I grimaced at the thought of going back to
Baubles, Marietta’s over-priced and overly pretentious beauty salon
in the Historic District. “Remember what happened last time I
disobeyed a direct order.”
Abby flinched without saying another
word.
She believed I had every right to contact
family services, but I didn’t see the point. Marietta had never
done anything physically to me. Her specialty was making me feel
less than human. At least I only had to wait until the end of the
summer to be done with them. The second I turned eighteen I planned
to move out.
“So anyway, I heard this story the other day
about a guy up in North Carolina who caught an image of Bigfoot on
his thermal camera. It belly crawled into his camp and stole a
candy bar. It’s a true story, I swear. Although, I’m not sure what
confuses me more; the fact there was a Bigfoot in NC, crawling
around on his belly commando style, or that he’d take a candy bar
of all things.”
Abby never failed to distract me with her
strange and random stories. In the last few years, she'd become a
master at it. We parted ways a block from Baubles and I hadn’t even
gone fifty feet before I recognized a familiar stirring beside
me.
Cold breath surrounded me but instead of
frightened, I felt comforted. In the five years since Daddy died,
I’d come to rely on the strange presence more and more, especially
since it seemed to take pleasure in tormenting Marietta and her
daughters whenever I was punished. Unlike the other spirits who
seemed confined to the house, this one followed me everywhere. Even
with all my research, I had no clue what it was or what it
wanted.
The presence left before I entered through
the back door of Baubles.

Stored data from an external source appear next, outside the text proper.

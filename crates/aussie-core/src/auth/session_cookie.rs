//! Mechanism 2: session cookie lookup (spec §4.3). Missing/invalid sessions
//! `Skip` rather than `Fail`, deferring to the JWT mechanism.

use std::sync::Arc;

use async_trait::async_trait;
use chrono::{Duration, Utc};

use crate::models::identity::{Identity, IdentityAttributes};
use crate::session::manager::SessionManager;

use super::{AuthMechanism, AuthOutcome, AuthRequestContext};

pub struct SessionCookieMechanism {
    manager: Arc<SessionManager>,
    idle_timeout: Duration,
    sliding_expiration: bool,
    ttl: Duration,
}

impl SessionCookieMechanism {
    pub fn new(
        manager: Arc<SessionManager>,
        idle_timeout: Duration,
        sliding_expiration: bool,
        ttl: Duration,
    ) -> Self {
        Self {
            manager,
            idle_timeout,
            sliding_expiration,
            ttl,
        }
    }
}

#[async_trait]
impl AuthMechanism for SessionCookieMechanism {
    fn priority(&self) -> i32 {
        20
    }

    async fn authenticate(&self, ctx: &AuthRequestContext) -> AuthOutcome {
        let Some(session_id) = &ctx.session_cookie_value else {
            return AuthOutcome::Skip;
        };

        let Some(mut session) = self.manager.find_by_id(session_id).await else {
            return AuthOutcome::Skip;
        };

        let now = Utc::now();
        if !session.is_valid(now, self.idle_timeout) {
            return AuthOutcome::Skip;
        }

        session.refresh(now, self.sliding_expiration, self.ttl);
        self.manager.update(session.clone()).await;

        let attributes = IdentityAttributes {
            session_id: Some(session.id.clone()),
            claims: session.claims.clone(),
            expires_at: Some(session.expires_at),
            ..Default::default()
        };
        AuthOutcome::Authenticated(Identity::from_permissions(
            session.user_id.clone(),
            session.user_id.clone(),
            session.permissions.clone(),
            attributes,
        ))
    }
}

I took a couple seconds to revel in the
blast of air conditioning but it didn’t take long for my peaceful
moment to be interrupted.
“What took you so dang long?”
Marietta’s high, annoying drawl always made
my heart beat a little faster. Lately, I’d sensed a strange dark
presence around her, a clinging shadow. It ebbed and flowed, and
even pulsated with her moods. What disturbed me the most was how it
seemed to be getting worse, darker somehow. That, and the feeling
it had something to do with me.
“I finished Suzie’s talent costume,” she
continued, “so I need you to go over it. Snip off the loose threads
and check the seams. Then, you’ll cut out the pattern for Anna’s
costume. Also, the floors need sweeping and wash the towels. Oh,
and restock everything for tomorrow. I’ve left you a list for home,
too.”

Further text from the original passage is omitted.